Which lines below include "Option"? Copy them all.
════
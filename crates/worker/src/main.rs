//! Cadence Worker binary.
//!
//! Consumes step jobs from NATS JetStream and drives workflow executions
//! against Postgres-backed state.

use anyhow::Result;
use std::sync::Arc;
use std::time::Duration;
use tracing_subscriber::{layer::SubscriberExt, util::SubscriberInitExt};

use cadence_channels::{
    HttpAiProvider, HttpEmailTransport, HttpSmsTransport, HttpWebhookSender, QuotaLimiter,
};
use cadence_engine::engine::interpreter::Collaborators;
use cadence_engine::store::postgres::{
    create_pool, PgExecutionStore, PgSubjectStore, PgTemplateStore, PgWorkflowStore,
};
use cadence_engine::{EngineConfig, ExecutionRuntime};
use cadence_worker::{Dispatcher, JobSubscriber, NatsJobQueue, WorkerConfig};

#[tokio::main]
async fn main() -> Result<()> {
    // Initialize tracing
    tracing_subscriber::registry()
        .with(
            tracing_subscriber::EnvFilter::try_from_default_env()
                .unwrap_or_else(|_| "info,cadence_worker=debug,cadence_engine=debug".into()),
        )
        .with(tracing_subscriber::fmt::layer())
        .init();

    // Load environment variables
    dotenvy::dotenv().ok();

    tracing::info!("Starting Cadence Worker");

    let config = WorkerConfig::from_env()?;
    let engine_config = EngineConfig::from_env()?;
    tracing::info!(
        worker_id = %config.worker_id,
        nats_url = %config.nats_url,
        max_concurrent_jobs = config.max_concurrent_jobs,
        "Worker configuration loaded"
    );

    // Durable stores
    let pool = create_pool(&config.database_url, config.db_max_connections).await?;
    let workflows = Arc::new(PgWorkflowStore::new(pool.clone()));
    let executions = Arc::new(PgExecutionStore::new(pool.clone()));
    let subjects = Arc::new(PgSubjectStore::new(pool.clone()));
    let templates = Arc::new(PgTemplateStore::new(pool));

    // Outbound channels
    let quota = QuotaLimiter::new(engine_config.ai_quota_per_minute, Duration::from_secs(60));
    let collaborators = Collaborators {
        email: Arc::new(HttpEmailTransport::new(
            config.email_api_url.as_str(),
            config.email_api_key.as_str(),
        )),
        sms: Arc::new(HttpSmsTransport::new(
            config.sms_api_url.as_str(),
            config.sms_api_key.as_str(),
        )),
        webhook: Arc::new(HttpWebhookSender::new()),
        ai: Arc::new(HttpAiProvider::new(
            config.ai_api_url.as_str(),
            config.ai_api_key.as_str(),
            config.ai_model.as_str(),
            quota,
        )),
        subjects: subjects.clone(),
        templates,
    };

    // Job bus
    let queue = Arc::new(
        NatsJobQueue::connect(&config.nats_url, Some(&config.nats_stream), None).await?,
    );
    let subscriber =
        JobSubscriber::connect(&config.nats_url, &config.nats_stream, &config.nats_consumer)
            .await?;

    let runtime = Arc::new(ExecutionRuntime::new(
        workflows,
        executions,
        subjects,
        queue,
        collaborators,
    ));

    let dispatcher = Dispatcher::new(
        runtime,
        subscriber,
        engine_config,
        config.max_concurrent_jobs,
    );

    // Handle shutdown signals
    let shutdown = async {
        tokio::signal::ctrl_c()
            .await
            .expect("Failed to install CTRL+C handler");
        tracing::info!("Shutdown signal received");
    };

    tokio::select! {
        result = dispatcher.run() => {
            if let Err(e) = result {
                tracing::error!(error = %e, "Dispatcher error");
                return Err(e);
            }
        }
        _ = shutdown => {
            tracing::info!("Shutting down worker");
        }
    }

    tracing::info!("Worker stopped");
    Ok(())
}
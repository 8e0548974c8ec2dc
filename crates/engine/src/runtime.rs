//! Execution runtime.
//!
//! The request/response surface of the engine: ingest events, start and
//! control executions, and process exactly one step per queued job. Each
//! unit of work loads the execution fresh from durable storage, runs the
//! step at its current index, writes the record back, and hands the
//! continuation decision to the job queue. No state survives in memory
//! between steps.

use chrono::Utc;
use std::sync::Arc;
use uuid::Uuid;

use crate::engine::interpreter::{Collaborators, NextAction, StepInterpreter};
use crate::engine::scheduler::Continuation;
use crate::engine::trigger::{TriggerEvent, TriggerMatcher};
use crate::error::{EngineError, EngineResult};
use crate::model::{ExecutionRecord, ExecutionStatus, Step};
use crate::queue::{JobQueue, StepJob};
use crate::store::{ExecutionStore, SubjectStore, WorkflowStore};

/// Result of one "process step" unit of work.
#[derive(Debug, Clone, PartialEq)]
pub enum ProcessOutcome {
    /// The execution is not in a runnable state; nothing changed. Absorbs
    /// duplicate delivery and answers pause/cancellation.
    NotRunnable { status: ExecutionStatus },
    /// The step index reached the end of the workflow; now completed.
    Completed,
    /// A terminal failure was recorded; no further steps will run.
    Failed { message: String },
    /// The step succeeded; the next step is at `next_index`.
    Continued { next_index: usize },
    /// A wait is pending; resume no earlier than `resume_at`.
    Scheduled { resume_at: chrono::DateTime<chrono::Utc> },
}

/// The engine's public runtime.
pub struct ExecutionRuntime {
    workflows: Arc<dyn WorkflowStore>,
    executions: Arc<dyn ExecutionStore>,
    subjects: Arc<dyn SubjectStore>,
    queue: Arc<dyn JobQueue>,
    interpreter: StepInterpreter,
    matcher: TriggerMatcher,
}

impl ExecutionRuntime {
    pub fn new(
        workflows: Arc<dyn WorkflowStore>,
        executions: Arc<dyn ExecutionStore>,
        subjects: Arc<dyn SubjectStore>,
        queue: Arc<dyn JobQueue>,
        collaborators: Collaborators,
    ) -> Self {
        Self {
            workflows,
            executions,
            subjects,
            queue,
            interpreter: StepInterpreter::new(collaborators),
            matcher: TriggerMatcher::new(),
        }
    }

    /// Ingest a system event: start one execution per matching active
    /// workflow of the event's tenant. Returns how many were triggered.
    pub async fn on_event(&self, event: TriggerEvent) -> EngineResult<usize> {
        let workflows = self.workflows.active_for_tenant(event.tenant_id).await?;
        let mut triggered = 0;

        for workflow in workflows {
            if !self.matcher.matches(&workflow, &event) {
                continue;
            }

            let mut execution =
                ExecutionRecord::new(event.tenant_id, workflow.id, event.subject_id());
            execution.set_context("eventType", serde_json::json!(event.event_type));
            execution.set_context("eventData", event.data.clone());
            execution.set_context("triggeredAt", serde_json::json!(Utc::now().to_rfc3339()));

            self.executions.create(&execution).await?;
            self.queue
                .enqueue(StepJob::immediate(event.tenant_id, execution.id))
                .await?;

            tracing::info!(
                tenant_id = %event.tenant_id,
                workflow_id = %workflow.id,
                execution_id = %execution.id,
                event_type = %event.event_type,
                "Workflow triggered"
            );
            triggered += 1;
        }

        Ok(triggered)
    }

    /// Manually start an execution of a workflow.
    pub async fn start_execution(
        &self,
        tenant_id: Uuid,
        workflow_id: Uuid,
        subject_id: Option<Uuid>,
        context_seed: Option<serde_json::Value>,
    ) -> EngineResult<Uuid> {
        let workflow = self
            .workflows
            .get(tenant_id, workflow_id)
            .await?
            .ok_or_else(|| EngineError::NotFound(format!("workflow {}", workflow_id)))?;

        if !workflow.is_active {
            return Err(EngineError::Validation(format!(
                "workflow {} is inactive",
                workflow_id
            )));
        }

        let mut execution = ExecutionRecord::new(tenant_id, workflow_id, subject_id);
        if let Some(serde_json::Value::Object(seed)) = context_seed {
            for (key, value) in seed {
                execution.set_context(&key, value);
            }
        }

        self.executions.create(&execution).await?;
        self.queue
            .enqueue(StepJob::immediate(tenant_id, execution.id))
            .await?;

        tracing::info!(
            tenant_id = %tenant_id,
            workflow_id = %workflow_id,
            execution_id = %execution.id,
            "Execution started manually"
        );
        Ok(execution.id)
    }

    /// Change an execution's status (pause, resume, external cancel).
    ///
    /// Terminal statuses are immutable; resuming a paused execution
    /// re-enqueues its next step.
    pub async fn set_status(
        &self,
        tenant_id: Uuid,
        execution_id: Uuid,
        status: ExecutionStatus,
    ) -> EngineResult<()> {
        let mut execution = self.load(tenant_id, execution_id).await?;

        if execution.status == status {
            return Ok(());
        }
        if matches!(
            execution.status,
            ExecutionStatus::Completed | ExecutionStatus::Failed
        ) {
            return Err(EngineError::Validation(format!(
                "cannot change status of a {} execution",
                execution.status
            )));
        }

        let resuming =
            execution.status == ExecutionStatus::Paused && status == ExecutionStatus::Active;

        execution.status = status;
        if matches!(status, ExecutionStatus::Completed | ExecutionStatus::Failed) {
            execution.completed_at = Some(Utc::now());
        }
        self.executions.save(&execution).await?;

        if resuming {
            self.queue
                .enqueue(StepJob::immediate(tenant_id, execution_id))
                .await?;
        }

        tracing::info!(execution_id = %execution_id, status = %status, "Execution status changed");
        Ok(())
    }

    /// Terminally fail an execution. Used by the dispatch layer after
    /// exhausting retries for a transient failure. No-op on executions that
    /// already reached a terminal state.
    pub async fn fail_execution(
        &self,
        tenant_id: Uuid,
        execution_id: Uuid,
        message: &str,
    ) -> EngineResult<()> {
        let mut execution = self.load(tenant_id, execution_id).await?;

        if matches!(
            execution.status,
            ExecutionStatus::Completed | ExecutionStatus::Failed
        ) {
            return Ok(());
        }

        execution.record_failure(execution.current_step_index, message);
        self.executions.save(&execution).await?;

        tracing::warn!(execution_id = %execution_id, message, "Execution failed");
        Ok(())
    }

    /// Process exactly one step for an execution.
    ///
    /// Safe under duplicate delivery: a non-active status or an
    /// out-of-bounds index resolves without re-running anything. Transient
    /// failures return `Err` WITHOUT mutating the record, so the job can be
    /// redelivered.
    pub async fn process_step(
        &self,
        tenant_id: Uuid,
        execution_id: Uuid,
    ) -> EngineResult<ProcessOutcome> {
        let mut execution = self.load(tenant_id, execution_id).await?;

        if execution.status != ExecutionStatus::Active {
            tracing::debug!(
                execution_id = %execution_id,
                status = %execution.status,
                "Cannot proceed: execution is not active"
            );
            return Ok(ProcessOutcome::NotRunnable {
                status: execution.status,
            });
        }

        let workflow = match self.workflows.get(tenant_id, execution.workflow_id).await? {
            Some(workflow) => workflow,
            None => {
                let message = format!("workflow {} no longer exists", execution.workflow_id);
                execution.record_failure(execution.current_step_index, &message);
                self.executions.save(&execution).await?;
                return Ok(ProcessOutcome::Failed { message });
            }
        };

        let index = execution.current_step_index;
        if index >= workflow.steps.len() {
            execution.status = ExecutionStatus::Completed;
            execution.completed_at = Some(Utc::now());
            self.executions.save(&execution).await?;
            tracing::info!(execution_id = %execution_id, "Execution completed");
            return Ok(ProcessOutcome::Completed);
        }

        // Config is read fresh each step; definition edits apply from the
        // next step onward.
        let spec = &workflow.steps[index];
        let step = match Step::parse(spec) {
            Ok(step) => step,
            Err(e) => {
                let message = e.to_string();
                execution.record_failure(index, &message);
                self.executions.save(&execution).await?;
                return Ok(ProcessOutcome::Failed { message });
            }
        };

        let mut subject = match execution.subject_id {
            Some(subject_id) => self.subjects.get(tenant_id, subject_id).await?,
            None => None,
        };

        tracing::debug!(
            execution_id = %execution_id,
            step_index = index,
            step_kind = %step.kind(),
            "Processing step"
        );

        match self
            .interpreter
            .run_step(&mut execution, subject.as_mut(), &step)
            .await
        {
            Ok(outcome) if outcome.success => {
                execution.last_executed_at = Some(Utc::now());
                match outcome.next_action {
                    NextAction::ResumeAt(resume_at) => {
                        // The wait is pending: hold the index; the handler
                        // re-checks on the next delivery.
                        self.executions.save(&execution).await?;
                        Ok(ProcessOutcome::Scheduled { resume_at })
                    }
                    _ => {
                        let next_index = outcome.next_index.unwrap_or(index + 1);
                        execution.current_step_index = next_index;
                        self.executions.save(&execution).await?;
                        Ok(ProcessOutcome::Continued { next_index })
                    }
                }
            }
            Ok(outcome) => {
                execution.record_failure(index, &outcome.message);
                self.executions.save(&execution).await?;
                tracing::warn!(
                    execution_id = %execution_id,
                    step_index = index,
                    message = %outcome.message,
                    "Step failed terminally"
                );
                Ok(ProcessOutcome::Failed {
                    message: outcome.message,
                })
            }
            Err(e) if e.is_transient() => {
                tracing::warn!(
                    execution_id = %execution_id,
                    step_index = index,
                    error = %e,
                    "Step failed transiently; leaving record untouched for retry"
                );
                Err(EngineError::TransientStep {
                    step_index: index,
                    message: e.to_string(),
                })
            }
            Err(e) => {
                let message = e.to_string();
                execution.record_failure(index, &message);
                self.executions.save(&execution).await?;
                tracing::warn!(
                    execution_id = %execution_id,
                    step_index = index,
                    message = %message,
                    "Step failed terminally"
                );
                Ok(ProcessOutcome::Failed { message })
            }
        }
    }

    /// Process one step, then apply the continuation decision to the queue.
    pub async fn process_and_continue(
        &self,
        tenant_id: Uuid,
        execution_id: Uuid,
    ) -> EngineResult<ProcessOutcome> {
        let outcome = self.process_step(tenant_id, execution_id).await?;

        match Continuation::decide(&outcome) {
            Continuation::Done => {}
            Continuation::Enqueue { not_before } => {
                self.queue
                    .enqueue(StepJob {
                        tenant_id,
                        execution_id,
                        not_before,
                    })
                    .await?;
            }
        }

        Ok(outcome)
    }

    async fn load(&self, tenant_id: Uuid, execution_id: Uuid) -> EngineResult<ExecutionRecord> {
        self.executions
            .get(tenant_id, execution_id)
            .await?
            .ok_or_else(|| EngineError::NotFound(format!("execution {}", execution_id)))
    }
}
════
§ RESULT FOR THIS EXERCISE
        subject_id: Option<Uuid>,
        context_seed: Option<serde_json::Value>,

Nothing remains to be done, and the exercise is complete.